**Provided material:**
//! Per-file size measurement.
//!
//! Two modes:
//! 1. Stat - read only the file's metadata
//! 2. Compress - read the whole content and gzip it at the default level
//!
//! Content is handled as raw bytes, so binary files measure correctly.

use std::fs;
use std::io::{self, Write};
use std::path::{Path, PathBuf};

use flate2::Compression;
use flate2::write::GzEncoder;

use sizeprint_core::{BuildError, FileMetrics, SizeOptions, WalkEntry};

/// What gets measured for each file.
#[derive(Debug, Clone, Copy, PartialEq, Eq)]
pub enum MeasureMode {
    /// Byte length as recorded by the filesystem.
    Stat,
    /// Byte length of the content and of its gzip-compressed form.
    Compress,
}

impl MeasureMode {
    /// Select the mode from build options.
    pub fn from_options(options: &SizeOptions) -> Self {
        if options.gzipped {
            Self::Compress
        } else {
            Self::Stat
        }
    }
}

/// Measures files on the blocking thread pool.
#[derive(Debug, Clone, Copy)]
pub struct Measurer {
    mode: MeasureMode,
}

impl Measurer {
    /// Create a measurer for the given mode.
    pub fn new(mode: MeasureMode) -> Self {
        Self { mode }
    }

    /// Create a measurer from build options.
    pub fn from_options(options: &SizeOptions) -> Self {
        Self::new(MeasureMode::from_options(options))
    }

    /// The measurement mode.
    pub fn mode(&self) -> MeasureMode {
        self.mode
    }

    /// Measure one walked file.
    pub async fn measure(&self, entry: &WalkEntry) -> Result<FileMetrics, BuildError> {
        let mode = self.mode;
        let path = entry.path();
        let relative_path = entry.relative_path.clone();

        tokio::task::spawn_blocking(move || measure_file(mode, &path, relative_path))
            .await
            .map_err(BuildError::task)?
    }
}

/// Measure the file at `path`, labelling the metrics with `relative_path`.
pub fn measure_file(
    mode: MeasureMode,
    path: &Path,
    relative_path: PathBuf,
) -> Result<FileMetrics, BuildError> {
    match mode {
        MeasureMode::Stat => {
            let metadata = fs::metadata(path).map_err(|e| BuildError::measure(path, e))?;
            Ok(FileMetrics::raw(relative_path, metadata.len()))
        }
        MeasureMode::Compress => {
            let content = fs::read(path).map_err(|e| BuildError::measure(path, e))?;
            let gzipped = gzip_len(&content).map_err(|e| BuildError::compress(path, e))?;
            Ok(FileMetrics::gzipped(relative_path, content.len() as u64, gzipped))
        }
    }
}

/// Length of `content` once wrapped in a gzip container at the default
/// compression level.
pub fn gzip_len(content: &[u8]) -> io::Result<u64> {
    let mut encoder = GzEncoder::new(ByteCounter::default(), Compression::default());
    encoder.write_all(content)?;
    Ok(encoder.finish()?.count)
}

/// Writer that discards bytes and counts them.
#[derive(Debug, Default)]
struct ByteCounter {
    count: u64,
}

impl Write for ByteCounter {
    fn write(&mut self, buf: &[u8]) -> io::Result<usize> {
        self.count += buf.len() as u64;
        Ok(buf.len())
    }

    fn flush(&mut self) -> io::Result<()> {
        Ok(())
    }
}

**The task:**
After reading the listing above, print each line back exactly.

**Written answer:**
//! Per-file size measurement.
//!
//! Two modes:
//! 1. Stat - read only the file's metadata
//! 2. Compress - read the whole content and gzip it at the default level
//!
//! Content is handled as raw bytes, so binary files measure correctly.

use std::fs;
use std::io::{self, Write};
use std::path::{Path, PathBuf};

use flate2::Compression;
use flate2::write::GzEncoder;

use sizeprint_core::{BuildError, FileMetrics, SizeOptions, WalkEntry};

/// What gets measured for each file.
#[derive(Debug, Clone, Copy, PartialEq, Eq)]
pub enum MeasureMode {
    /// Byte length as recorded by the filesystem.
    Stat,
    /// Byte length of the content and of its gzip-compressed form.
    Compress,
}

impl MeasureMode {
    /// Select the mode from build options.
    pub fn from_options(options: &SizeOptions) -> Self {
        if options.gzipped {
            Self::Compress
        } else {
            Self::Stat
        }
    }
}

/// Measures files on the blocking thread pool.
#[derive(Debug, Clone, Copy)]
pub struct Measurer {
    mode: MeasureMode,
}

impl Measurer {
    /// Create a measurer for the given mode.
    pub fn new(mode: MeasureMode) -> Self {
        Self { mode }
    }

    /// Create a measurer from build options.
    pub fn from_options(options: &SizeOptions) -> Self {
        Self::new(MeasureMode::from_options(options))
    }

    /// The measurement mode.
    pub fn mode(&self) -> MeasureMode {
        self.mode
    }

    /// Measure one walked file.
    pub async fn measure(&self, entry: &WalkEntry) -> Result<FileMetrics, BuildError> {
        let mode = self.mode;
        let path = entry.path();
        let relative_path = entry.relative_path.clone();

        tokio::task::spawn_blocking(move || measure_file(mode, &path, relative_path))
            .await
            .map_err(BuildError::task)?
    }
}

/// Measure the file at `path`, labelling the metrics with `relative_path`.
pub fn measure_file(
    mode: MeasureMode,
    path: &Path,
    relative_path: PathBuf,
) -> Result<FileMetrics, BuildError> {
    match mode {
        MeasureMode::Stat => {
            let metadata = fs::metadata(path).map_err(|e| BuildError::measure(path, e))?;
            Ok(FileMetrics::raw(relative_path, metadata.len()))
        }
        MeasureMode::Compress => {
            let content = fs::read(path).map_err(|e| BuildError::measure(path, e))?;
            let gzipped = gzip_len(&content).map_err(|e| BuildError::compress(path, e))?;
            Ok(FileMetrics::gzipped(relative_path, content.len() as u64, gzipped))
        }
    }
}

/// Length of `content` once wrapped in a gzip container at the default
/// compression level.
pub fn gzip_len(content: &[u8]) -> io::Result<u64> {
    let mut encoder = GzEncoder::new(ByteCounter::default(), Compression::default());
    encoder.write_all(content)?;
    Ok(encoder.finish()?.count)
}

/// Writer that discards bytes and counts them.
#[derive(Debug, Default)]
struct ByteCounter {
    count: u64,
}

impl Write for ByteCounter {
    fn write(&mut self, buf: &[u8]) -> io::Result<usize> {
        self.count += buf.len() as u64;
        Ok(buf.len())
    }

    fn flush(&mut self) -> io::Result<()> {
        Ok(())
    }
}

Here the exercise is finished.